Paris Cinéma 2010 - MUNDANE HISTORY

Après avoir vu un film, il est parfois amusant d'en relire le résumé officiel. Voici celui de Mundane history, film réalisé par la thaïlandaise Anocha Suwichakornpong : « Un jeune homme de famille aisée, paralysé jusqu’à la taille, prend à son service un nouvel infirmier. Leur relation, distante, est encore rafraîchie par la tutelle d’un père autoritaire. Mais peu à peu, le cynisme du garçon laisse place à une curiosité du monde, dans une méditation hallucinée qui réinterroge la place de chacun dans l’univers ». On proposerait bien quelques corrections afin de rétablir la vérité. Cela pourrait donner : « Un jeune homme de famille aisée, paralysé jusqu’à la taille, prend à son service un nouvel infirmier. Leur relation, distante, ne produit rien de rien. De temps en temps on nous parle du cosmos ou on nous en montre des images, sans aucune justification ».
Voilà un film qui se voudrait à la fois éminemment dramatique et puissamment conceptuel mais n'est rien qu'une lénifiante coquille vide donnant envie de revoir L'homme de chevet, qui présentait au moins l'intérêt d'installer une relation, certes critiquable, entre une paralytique et son aide-soignant. Tout ici n'est que bas mépris, faux malaise et silences trop lourds de sens, jusqu'à ce que la réalisatrice tente en vain de nous embarquer dans une réflexion métaphysique partant du big bang pour n'arriver nulle part. On se contente de vivre pour la énième fois la description du pénible quotidien des paralytiques et du sort difficile de ceux qui tentent de les aider mais récoltent davantage de drape souillés d'urine que de reconnaissance. Le traitement proposé est impersonnel, sans pudeur ni esprit documentaire, comme n'importe quel vague téléfilm sur le sujet.

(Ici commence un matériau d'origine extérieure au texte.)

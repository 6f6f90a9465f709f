#![deny(
    warnings,
    clippy::all,
    clippy::pedantic,
    clippy::nursery,
    clippy::cargo
)]
#![allow(clippy::multiple_crate_versions)]

use anyhow::Result;
use clap::Parser;
use fitcalc::{cli, message, package, utils};
use std::io::{self, Write};

#[macro_use]
extern crate fitcalc;

fn main() -> Result<()> {
    let cli = cli::Cli::parse();
    utils::init_logging(cli.verbose, cli.quiet);

    let entries: Vec<package::Entry> = match &cli.input {
        Some(path) => package::parse_packages(&utils::read_input(path)?)?,
        None => {
            dlog!("mode=demo");
            package::demo_packages().into_iter().map(Ok).collect()
        }
    };
    dlog!(
        "packages={} format={:?} strict={}",
        entries.len(),
        cli.format,
        cli.strict
    );

    let summaries = if cli.strict {
        package::process_strict(&entries)?
    } else {
        let report = package::process(&entries);
        if report.skipped > 0 {
            tracing::info!(
                processed = report.summaries.len(),
                skipped = report.skipped,
                "batch done"
            );
        }
        report.summaries
    };

    let mut out = io::stdout().lock();
    for info in &summaries {
        writeln!(out, "{}", message::render(info, cli.format)?)?;
    }

    Ok(())
}
pub mod csv;
pub mod json;

pub use self::csv::{write_trajectory, write_trajectory_file};
pub use self::json::{write_summary, write_summary_file, FlightSummary};
use nalgebra::{Matrix3, Vector3};

use crate::dynamics::{ForceContext, ForceContributor, ForceSum, State};
use crate::error::{FdmError, Result};
use super::surface::Surface;

// ---------------------------------------------------------------------------
// Fuselage: a line of drag bodies from nose to tail
// ---------------------------------------------------------------------------

#[derive(Debug, Clone)]
pub struct Fuselage {
    surfaces: Vec<(Surface, f64)>, // element and its nominal area, m^2
    drag_scale: f64,
}

impl Fuselage {
    pub fn num_surfaces(&self) -> usize {
        self.surfaces.len()
    }

    pub fn mass_points(&self) -> impl Iterator<Item = (f64, Vector3<f64>)> + '_ {
        self.surfaces
            .iter()
            .map(|(s, w)| (w * w.sqrt(), s.position()))
    }

    pub fn apply_drag_factor(&mut self, factor: f64) {
        self.drag_scale *= factor;
        for (s, weight) in &mut self.surfaces {
            s.set_total_drag(self.drag_scale * *weight);
        }
    }
}

impl ForceContributor for Fuselage {
    fn add_forces(&self, ctx: &ForceContext<'_>, state: &State, sum: &mut ForceSum) {
        for (s, _) in &self.surfaces {
            let pos = s.position();
            let wind = ctx.local_wind(state, &pos);
            let (force, torque) = s.calc_force(&wind, ctx.air.density);
            sum.add_force_at(&pos, &force);
            sum.add_torque(&torque);
        }
    }
}

#[derive(Debug, Clone)]
pub struct FuselageBuilder {
    front: Vector3<f64>, // m body
    back: Vector3<f64>,  // m body
    width: f64,          // m
    taper: f64,          // end width / mid width
    mid: f64,            // fraction of length at full width
    cx: f64,
    cy: f64,
    cz: f64,
    idrag: f64,
}

impl FuselageBuilder {
    pub fn new(front: Vector3<f64>, back: Vector3<f64>, width: f64) -> Self {
        Self {
            front,
            back,
            width,
            taper: 1.0,
            mid: 0.5,
            cx: 1.0,
            cy: 1.0,
            cz: 1.0,
            idrag: 1.0,
        }
    }

    pub fn taper(mut self, v: f64) -> Self { self.taper = v; self }
    pub fn midpoint(mut self, v: f64) -> Self { self.mid = v; self }
    pub fn cx(mut self, v: f64) -> Self { self.cx = v; self }
    pub fn cy(mut self, v: f64) -> Self { self.cy = v; self }
    pub fn cz(mut self, v: f64) -> Self { self.cz = v; self }
    pub fn idrag(mut self, v: f64) -> Self { self.idrag = v; self }

    pub fn build(self) -> Result<Fuselage> {
        let axis = self.front - self.back;
        let len = axis.norm();
        if !(self.width > 0.0) {
            return Err(FdmError::invalid("fuselage.width", format!("{} must be positive", self.width)));
        }
        if len <= 0.0 {
            return Err(FdmError::invalid("fuselage.length", "front and back coincide"));
        }
        if !(0.0..=1.0).contains(&self.mid) {
            return Err(FdmError::invalid("fuselage.midpoint", format!("{} outside 0..1", self.mid)));
        }

        // Element x along the axis toward the nose; y and z from the body
        // axes that are least parallel to it.
        let fwd = axis / len;
        let up = if fwd.z.abs() < 0.9 { Vector3::z() } else { -Vector3::x() };
        let left = up.cross(&fwd).normalize();
        let normal = fwd.cross(&left);
        let orient = Matrix3::from_rows(&[fwd.transpose(), left.transpose(), normal.transpose()]);

        let segs = (len / self.width).ceil().max(1.0) as usize;
        let seg_weight = len * self.width / segs as f64;
        let slenderness = len / self.width;

        let mut surfaces = Vec::with_capacity(segs);
        for j in 0..segs {
            let frac = (j as f64 + 0.5) / segs as f64;

            // Width scale: full at the midpoint, `taper` at either end
            let scale = if frac < self.mid {
                self.taper + (1.0 - self.taper) * frac / self.mid
            } else if self.mid < 1.0 {
                self.taper + (1.0 - self.taper) * (1.0 - frac) / (1.0 - self.mid)
            } else {
                1.0
            };

            let pos = self.back + axis * frac;
            let weight = scale * seg_weight;
            let mut s = Surface::new(pos, orient);
            s.set_total_drag(weight);
            s.set_x_drag(self.cx);
            s.set_y_drag(slenderness * self.cy);
            s.set_z_drag(slenderness * self.cz);
            s.set_induced_drag(self.idrag);
            surfaces.push((s, weight));
        }

        Ok(Fuselage {
            surfaces,
            drag_scale: 1.0,
        })
    }
}

#[cfg(test)]
mod tests {
    use super::*;
    use crate::ground::NoGround;
    use crate::physics::Atmo;

    fn body() -> Fuselage {
        FuselageBuilder::new(Vector3::new(3.0, 0.0, 0.0), Vector3::new(-4.0, 0.0, 0.0), 1.2)
            .taper(0.4)
            .build()
            .unwrap()
    }

    fn drag_at(f: &Fuselage, vel: Vector3<f64>) -> Vector3<f64> {
        let ctx = ForceContext {
            air: Atmo::standard(0.0),
            wind: Vector3::zeros(),
            ground: &NoGround,
        };
        let state = State { vel, ..State::default() };
        let mut sum = ForceSum::new(Vector3::zeros());
        f.add_forces(&ctx, &state, &mut sum);
        sum.force
    }

    #[test]
    fn segments_follow_slenderness() {
        // 7 m long, 1.2 m wide
        assert_eq!(body().num_surfaces(), 6);
    }

    #[test]
    fn head_on_flow_is_drag_only() {
        let f = drag_at(&body(), Vector3::new(40.0, 0.0, 0.0));
        assert!(f.x < 0.0);
        assert!(f.z.abs() < 1e-9 * f.x.abs());
    }

    #[test]
    fn crossflow_is_much_stiffer_than_axial() {
        let fus = body();
        let axial = drag_at(&fus, Vector3::new(40.0, 0.0, 0.0)).norm();
        let cross = drag_at(&fus, Vector3::new(0.0, 40.0, 0.0)).norm();
        assert!(cross > 3.0 * axial);
    }

    #[test]
    fn drag_factor_scales_all_elements() {
        let mut fus = body();
        let d0 = drag_at(&fus, Vector3::new(40.0, 0.0, 0.0)).x;
        fus.apply_drag_factor(0.5);
        let d1 = drag_at(&fus, Vector3::new(40.0, 0.0, 0.0)).x;
        assert!((d1 - 0.5 * d0).abs() < 1e-9 * d0.abs());
    }
}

Ce qui consterne avec Mundane history, c'est que le film contient une poignée de scènes qui, placées hors contexte, auraient légitimement pu devenir bouleversantes. Ainsi, Suwichakornpong nous embraque pour une virée dans le cosmos à base d'images visuellement fortes mais dont le sens nous échappe complètement ici ; de même, elle clôt son film par une - vraie - césarienne filmée en plan serré, et dont on ne rate absolument rien, de l'incision au nettoyage du nouveau-né. Une fois encore, cette séquence à l'indéniable portée émotionnelle n'apporte absolument rien au film et vient le terminer comme un énième cheveu sur une soupe à laquelle il est difficile de s'attacher une seule seconde.




Mundane history d'Anocha Suwichakornpong. 1h22. Sortie : non fixée. Paris Cinéma 2010 : 3ème film en compétition.